Fractalkine (CX(3)CL1) is a membrane-bound chemokine that signals through the G protein-coupled receptor CX(3)CR1 that is implicated in the development of atherosclerosis. We have previously reported that CX(3)CR1 is expressed by primary human coronary artery smooth muscle cells (CASMC), where it mediates chemotaxis towards CX(3)CL1. We sought to determine the effect of CX(3)CL1 on CASMC survival and proliferation and elucidate the signalling mechanisms involved.
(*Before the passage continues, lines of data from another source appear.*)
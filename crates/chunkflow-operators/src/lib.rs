#![forbid(unsafe_code)]
//! chunkflow-operators: streaming filter, projection, aggregation, statistics.
//!
//! Design intent:
//! - Operators are synchronous `BatchConsumer`s fed one batch at a time.
//! - Filter and projection output goes through a `SpillingCollector`, so it
//!   is bounded by the `MemoryGovernor` ceiling rather than by input size.
//! - Aggregation and statistics keep O(groups) / O(reservoir) state.

pub mod aggregate;
pub mod collector;
pub mod filter;
pub mod project;
pub mod stats;
pub mod traits;

pub use aggregate::{AggFunc, AggSpec, AggregateOutput, StreamingAggregator};
pub use collector::{CollectOutput, OutputMode, SpillTarget, SpilledResult, SpillingCollector};
pub use filter::{PassOutput, PassStats, StreamingFilter};
pub use project::ColumnProjection;
pub use stats::{StatsOptions, StatsSummary, StreamingStatistics};
pub use traits::{drive, BatchConsumer};
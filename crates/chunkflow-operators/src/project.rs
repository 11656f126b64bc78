//! Column projection pass-through.

use chunkflow_core::error::{Error, Result};
use chunkflow_core::types::RowBatch;

use crate::collector::SpillingCollector;
use crate::filter::{PassOutput, PassStats};
use crate::traits::BatchConsumer;

/// Keeps only the requested columns, in the requested order, under the same
/// spill policy as the filter.
pub struct ColumnProjection {
    columns: Vec<String>,
    collector: SpillingCollector,
    stats: PassStats,
}

impl ColumnProjection {
    pub fn new(columns: Vec<String>, collector: SpillingCollector) -> Result<Self> {
        if columns.is_empty() {
            return Err(Error::Config("projection needs at least one column".into()));
        }
        let collector = collector.with_columns(columns.clone());
        Ok(Self {
            columns,
            collector,
            stats: PassStats::default(),
        })
    }

    pub fn columns(&self) -> &[String] {
        &self.columns
    }
}

impl BatchConsumer for ColumnProjection {
    type Output = PassOutput;

    fn name(&self) -> &'static str {
        "project"
    }

    fn consume(&mut self, batch: RowBatch) -> Result<()> {
        let projected = batch.project(&self.columns)?;
        self.stats.batches += 1;
        self.stats.rows_read += batch.num_rows() as u64;
        self.stats.rows_out += projected.num_rows() as u64;
        self.collector.push(projected)
    }

    fn finish(self) -> Result<PassOutput> {
        let mut stats = self.stats;
        stats.spills = self.collector.spill_count() as u64;
        stats.peak_buffered_bytes = self.collector.peak_bytes();
        let result = self.collector.finish()?;
        tracing::info!(
            columns = ?self.columns,
            rows = stats.rows_out,
            spills = stats.spills,
            "projection complete"
        );
        Ok(PassOutput { result, stats })
    }
}
//! Logical schema types. Pure data; no Arrow dependency here.
//!
//! Sources report a `Schema` before iteration so that missing columns can be
//! rejected without reading any rows.

use serde::{Deserialize, Serialize};

use crate::types::RowBatch;

#[derive(Debug, Clone, PartialEq, Eq, Serialize, Deserialize)]
pub enum DataType {
    Null,
    Boolean,
    Int32,
    Int64,
    Float32,
    Float64,
    Utf8,
    Binary,
}

#[derive(Debug, Clone, PartialEq, Eq, Serialize, Deserialize)]
pub struct Field {
    pub name: String,
    pub data_type: DataType,
    pub nullable: bool,
}

impl Field {
    pub fn new(name: impl Into<String>, data_type: DataType, nullable: bool) -> Self {
        Self {
            name: name.into(),
            data_type,
            nullable,
        }
    }
}

#[derive(Debug, Clone, PartialEq, Eq, Serialize, Deserialize)]
pub struct Schema {
    pub fields: Vec<Field>,
}

impl Schema {
    pub fn new(fields: Vec<Field>) -> Self {
        Self { fields }
    }

    pub fn field(&self, idx: usize) -> Option<&Field> {
        self.fields.get(idx)
    }

    pub fn index_of(&self, name: &str) -> Option<usize> {
        self.fields.iter().position(|f| f.name == name)
    }

    pub fn contains(&self, name: &str) -> bool {
        self.index_of(name).is_some()
    }

    pub fn names(&self) -> Vec<String> {
        self.fields.iter().map(|f| f.name.clone()).collect()
    }

    /// Infer a schema from a batch, typing each column by its first non-null value.
    pub fn from_batch(batch: &RowBatch) -> Self {
        let fields = batch
            .columns
            .iter()
            .map(|c| {
                let data_type = c
                    .values
                    .iter()
                    .find(|v| !v.is_null())
                    .map(|v| v.data_type())
                    .unwrap_or(DataType::Null);
                let nullable = c.values.iter().any(|v| v.is_null());
                Field::new(c.name.clone(), data_type, nullable)
            })
            .collect();
        Self { fields }
    }

    /// Names in `requested` that this schema does not have.
    pub fn missing<'a>(&self, requested: &'a [String]) -> Vec<&'a str> {
        requested
            .iter()
            .filter(|n| !self.contains(n))
            .map(|n| n.as_str())
            .collect()
    }
}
CX(3)CL1 significantly reduces staurosporine-induced apoptosis of CASMC, as quantified by caspase 3 immunostaining and Annexin-V flow cytometry. Furthermore, CX(3)CL1 is a potent mitogen for primary CASMC and induces phosphorylation of extracellular signal-regulated kinase (ERK) and Akt, measured by western blotting. Inhibition of either ERK or phosphoinositide 3-kinase (PI3K) signalling abrogates proliferation, while only PI3K signalling is involved in the anti-apoptotic effects of CX(3)CL1. We describe a novel and specific small molecule antagonist of CX(3)CR1 (AZ12201182) which abrogates the mitogenic and anti-apoptotic effects of CX(3)CL1 on CASMC. Pharmacological inhibition of the epidermal growth factor receptor (EGFR) blocks CASMC survival and DNA synthesis, indicating a previously undocumented role for EGFR signalling in response to CX(3)CL1 involving release of a soluble EGFR ligand. Specifically, CX(3)CL1 induces shedding of epiregulin and increases epiregulin mRNA expression 20-fold within 2 h. Finally, antibody neutralization of epiregulin abrogates the mitogenic effect of CX(3)CL1. We have demonstrated two novel and important functions of CX(3)CL1 on primary human SMCs: anti-apoptosis and proliferation, both mediated via epiregulin-induced EGFR signalling. Our data have important implications in vascular pathologies including atherosclerosis, restenosis, and transplant accelerated arteriosclerosis, where the balance of SMC proliferation and apoptosis critically determines both plaque stability and vessel stenosis.